How To Get ‘Overwhelmingly Positive’ on Steam - Like Robobeat - One of the Best Indie Games of 2024

The image shows key artwork for the indie game Robobeat, featuring a futuristic character Ace holding a gun and a cassette. The tagline reads "Shoot to the Rhythm," and the background has vibrant neon colours. In the bottom right corner, a label indicates the game has an "Overwhelmingly Positive" rating with 503 reviews on Steam.

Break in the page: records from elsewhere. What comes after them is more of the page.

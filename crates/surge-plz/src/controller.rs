//! PrivateLoadZone reconciler
//!
//! The resource's lifecycle is anchored on two markers: the finalizer,
//! which records that the zone was registered with the backend, and the
//! in-memory worker, which does the actual polling. Reconciles converge
//! the two with whatever state the resource is observed in.

use std::sync::Arc;
use std::time::Duration;

use kube::api::{Api, Patch, PatchParams};
use kube::runtime::controller::Action;
use kube::{Client, ResourceExt};
use serde_json::json;
use surge_common::crd::{PrivateLoadZone, PLZ_FINALIZER, PLZ_UID_ANNOTATION};
use surge_common::kube_utils::{load_token_by_name, update_status};
use surge_common::{Error, Result};
use tracing::{error, info, warn};

use crate::registry::WorkerRegistry;
use crate::worker::PlzWorker;

const TOKEN_WAIT: Duration = Duration::from_secs(5);
const RESYNC_WAIT: Duration = Duration::from_secs(1);

/// Shared state for the PrivateLoadZone controller
pub struct PlzContext {
    pub client: Client,
    pub registry: WorkerRegistry,
    pub api_url: String,
}

impl PlzContext {
    pub fn new(client: Client, api_url: impl Into<String>) -> Self {
        Self {
            client,
            registry: WorkerRegistry::new(),
            api_url: api_url.into(),
        }
    }
}

// ============================================================================
// Reconciliation
// ============================================================================

pub async fn reconcile(plz: Arc<PrivateLoadZone>, ctx: Arc<PlzContext>) -> Result<Action> {
    let name = plz.name_any();
    let worker = ctx.registry.get(&name).await.ok();

    if plz.metadata.deletion_timestamp.is_some() {
        return teardown(&plz, &ctx, worker).await;
    }

    let registered = plz
        .status
        .as_ref()
        .map(|s| s.is_registered())
        .unwrap_or(false);
    let has_finalizer = plz.finalizers().contains(&PLZ_FINALIZER.to_string());

    if !registered {
        if has_finalizer {
            // registration happened, the status write was lost
            return resync(&plz, &ctx).await;
        }
        return register(&plz, &ctx).await;
    }

    match worker {
        // registered but the worker is gone, e.g. after an operator restart
        None => reconstruct(&plz, &ctx).await,
        Some(worker) => {
            worker.start_factory().await;
            Ok(Action::await_change())
        }
    }
}

pub fn error_policy(plz: Arc<PrivateLoadZone>, err: &Error, _ctx: Arc<PlzContext>) -> Action {
    error!(zone = %plz.name_any(), error = %err, "load zone reconciliation failed");
    if err.is_retryable() {
        Action::requeue(Duration::from_secs(15))
    } else {
        Action::await_change()
    }
}

// ============================================================================
// Lifecycle branches
// ============================================================================

/// First contact: register the zone with the backend and mark the resource
async fn register(plz: &PrivateLoadZone, ctx: &PlzContext) -> Result<Action> {
    let name = plz.name_any();

    let Some(worker) = build_worker(plz, ctx).await? else {
        return Ok(Action::requeue(TOKEN_WAIT));
    };

    let uid = worker.register().await?;

    if let Err(e) = ctx.registry.add(&name, worker).await {
        // another reconcile of the same zone won the race
        warn!(zone = %name, error = %e, "worker already registered, backing off");
        return Ok(Action::await_change());
    }

    let api: Api<PrivateLoadZone> = Api::namespaced(ctx.client.clone(), &namespace(plz));
    let mut finalizers = plz.finalizers().to_vec();
    finalizers.push(PLZ_FINALIZER.to_string());
    let patch = json!({
        "metadata": {
            "finalizers": finalizers,
            "annotations": { PLZ_UID_ANNOTATION: uid },
        }
    });
    api.patch(&name, &PatchParams::default(), &Patch::Merge(&patch))
        .await?;

    info!(zone = %name, "load zone registered, awaiting status sync");
    Ok(Action::requeue(RESYNC_WAIT))
}

/// The finalizer says we registered; make the status say it too
async fn resync(plz: &PrivateLoadZone, ctx: &PlzContext) -> Result<Action> {
    let name = plz.name_any();
    let mut status = plz.status.clone().unwrap_or_default();
    status.set_registered(true);

    let api: Api<PrivateLoadZone> = Api::namespaced(ctx.client.clone(), &namespace(plz));
    update_status(&api, &name, &status).await?;

    Ok(Action::requeue(RESYNC_WAIT))
}

/// Rebuild the in-memory worker for a zone that is already registered
async fn reconstruct(plz: &PrivateLoadZone, ctx: &PlzContext) -> Result<Action> {
    let name = plz.name_any();

    let Some(worker) = build_worker(plz, ctx).await? else {
        return Ok(Action::requeue(TOKEN_WAIT));
    };

    if let Err(e) = ctx.registry.add(&name, worker).await {
        warn!(zone = %name, error = %e, "worker already reconstructed, backing off");
        return Ok(Action::await_change());
    }

    info!(zone = %name, "reconstructed worker for registered load zone");
    Ok(Action::requeue(RESYNC_WAIT))
}

/// Deletion: stop the worker, deregister and release the finalizer
async fn teardown(
    plz: &PrivateLoadZone,
    ctx: &PlzContext,
    worker: Option<Arc<PlzWorker>>,
) -> Result<Action> {
    let name = plz.name_any();

    if !plz.finalizers().contains(&PLZ_FINALIZER.to_string()) {
        return Ok(Action::await_change());
    }

    if let Some(worker) = worker {
        worker.stop_factory().await;
        worker.deregister().await;
    } else {
        warn!(zone = %name, "deleting a zone without a live worker, skipping deregistration");
    }

    let api: Api<PrivateLoadZone> = Api::namespaced(ctx.client.clone(), &namespace(plz));
    let finalizers = without_finalizer(plz.finalizers());
    let patch = json!({ "metadata": { "finalizers": finalizers } });
    api.patch(&name, &PatchParams::default(), &Patch::Merge(&patch))
        .await?;

    ctx.registry.delete(&name).await;
    info!(zone = %name, "load zone torn down");
    Ok(Action::await_change())
}

// ============================================================================
// Helpers
// ============================================================================

/// Build a worker once the zone's token secret is readable
///
/// `Ok(None)` means the secret hasn't appeared yet; the caller requeues.
async fn build_worker(plz: &PrivateLoadZone, ctx: &PlzContext) -> Result<Option<Arc<PlzWorker>>> {
    let name = plz.name_any();
    let ns = namespace(plz);

    let token = match load_token_by_name(&ctx.client, &ns, &plz.spec.token).await? {
        Some(token) => token,
        None => {
            info!(zone = %name, secret = %plz.spec.token, "token secret not found yet, waiting");
            return Ok(None);
        }
    };

    let worker = PlzWorker::new(plz, &token, ctx.client.clone(), &ctx.api_url)?;
    Ok(Some(Arc::new(worker)))
}

fn namespace(plz: &PrivateLoadZone) -> String {
    plz.namespace().unwrap_or_else(|| "default".to_string())
}

fn without_finalizer(finalizers: &[String]) -> Vec<String> {
    finalizers
        .iter()
        .filter(|f| f.as_str() != PLZ_FINALIZER)
        .cloned()
        .collect()
}

#[cfg(test)]
mod tests {
    use super::*;

    #[test]
    fn finalizer_removal_is_targeted() {
        let finalizers = vec![
            "other.io/finalizer".to_string(),
            PLZ_FINALIZER.to_string(),
        ];
        let remaining = without_finalizer(&finalizers);
        assert_eq!(remaining, vec!["other.io/finalizer".to_string()]);
    }

    #[test]
    fn finalizer_removal_on_empty_list() {
        assert!(without_finalizer(&[]).is_empty());
    }
}
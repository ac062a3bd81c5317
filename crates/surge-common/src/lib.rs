//! Common types for surge: CRDs, condition protocol, errors, and utilities

pub mod crd;
pub mod error;
pub mod kube_utils;
pub mod telemetry;

pub use error::Error;

/// Result type alias using our custom Error type
pub type Result<T> = std::result::Result<T, Error>;

/// Namespace for surge system resources (operator, default token secret)
pub const SYSTEM_NAMESPACE: &str = "k6-operator-system";

/// Label carried by every resource the operator creates
pub const APP_LABEL: (&str, &str) = ("app", "k6");

/// Label key linking a subordinate resource back to its TestRun
pub const CR_LABEL_KEY: &str = "k6_cr";

/// Label pair marking runner jobs/pods/services
pub const RUNNER_LABEL: (&str, &str) = ("runner", "true");

/// Label pair on the secret holding the default cloud token
pub const TOKEN_LABEL: (&str, &str) = ("k6cloud", "token");

/// Key inside the token secret
pub const TOKEN_SECRET_KEY: &str = "token";

/// Port of the REST surface every runner pod exposes
pub const RUNNER_API_PORT: u16 = 6565;
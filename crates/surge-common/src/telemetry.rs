//! Telemetry initialization
//!
//! JSON structured logging with an env-filter. The filter defaults to
//! `info` globally and `debug` for surge crates; override with `RUST_LOG`.

use thiserror::Error;
use tracing_subscriber::layer::SubscriberExt;
use tracing_subscriber::util::SubscriberInitExt;
use tracing_subscriber::EnvFilter;

/// Errors that can occur during telemetry initialization
#[derive(Debug, Error)]
pub enum TelemetryError {
    /// Failed to initialize tracing subscriber
    #[error("failed to initialize tracing subscriber: {0}")]
    SubscriberInit(String),
}

/// Initialize structured logging for the operator
///
/// Sets up a JSON fmt layer with an `EnvFilter`. Safe to call exactly
/// once at process startup.
pub fn init_telemetry() -> Result<(), TelemetryError> {
    let env_filter = EnvFilter::try_from_default_env()
        .unwrap_or_else(|_| EnvFilter::new("info,surge=debug,kube=info,hyper=warn"));

    let fmt_layer = tracing_subscriber::fmt::layer()
        .json()
        .with_current_span(true)
        .with_span_list(false)
        .with_target(true)
        .with_file(false)
        .with_line_number(false);

    tracing_subscriber::registry()
        .with(env_filter)
        .with(fmt_layer)
        .try_init()
        .map_err(|e: tracing_subscriber::util::TryInitError| {
            TelemetryError::SubscriberInit(e.to_string())
        })?;

    Ok(())
}
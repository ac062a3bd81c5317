//! Private load zone support for surge
//!
//! A PrivateLoadZone resource registers the cluster as a load zone with
//! the cloud backend. For every live zone the operator keeps one
//! in-memory worker that polls for assigned runs and materializes them
//! as TestRun resources.

pub mod controller;
pub mod registry;
pub mod template;
pub mod worker;

pub use controller::PlzContext;
pub use registry::{Registry, WorkerRegistry};
pub use template::{plz_test_name, TestRunTemplate};
pub use worker::PlzWorker;
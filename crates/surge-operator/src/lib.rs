//! surge operator
//!
//! Watches TestRun and PrivateLoadZone resources and drives distributed
//! k6 executions: an initializer job inspects the script, runner jobs
//! execute it paused, a starter job resumes them, and the controller
//! walks the run through its stage machine, talking to the cloud
//! backend for cloud-bound runs.

pub mod cli;
pub mod config;
pub mod controller;
pub mod jobs;
pub mod runner_api;

pub use config::OperatorConfig;
pub use controller::{error_policy, reconcile, Context};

Do you know how hard it is for a new game to get an 'Overwhelmingly Positive' review score on Steam? Really hard - which is relevant because today ROBOBEAT, developed by Simon Fredholm and published by Kwalee last week, has done just that.

 

Let me walk you through how impressive this is: being one of the best indie games of the year and getting the maximum player review score on Steam is like going to Miramar in Top Gun - only the best of the best make it.

 

Unlike Metacritic review scores (which are collated from four or more professional review sites), Steam scores are only generated by players who have bought the game.

 

Scores from paid creators, team members, the media or anyone who got a key for free don't factor - only legit players with time logged in the game count.

 

🕹 After 10 reviews, your game will get a label
🕹 80% or more 'Thumbs Up' recommendations = A 'Positive' score
🕹 80% or more after 50 reviews= A 'Very Positive' score
🕹 95% or more after 500 reviews = An 'Overwhelmingly Positive' score

 

Just over a week after it launched, ROBOBEAT received its 500th legitimate player review.

10 were negative - some people didn't like the genre, some struggled to shoot in time to the beat, one just wasn't very good at it. Fair enough. You can't please everyone all the time. Plus ça change.

But that means that an astounding 98% of players who bought ROBOBEAT loved it.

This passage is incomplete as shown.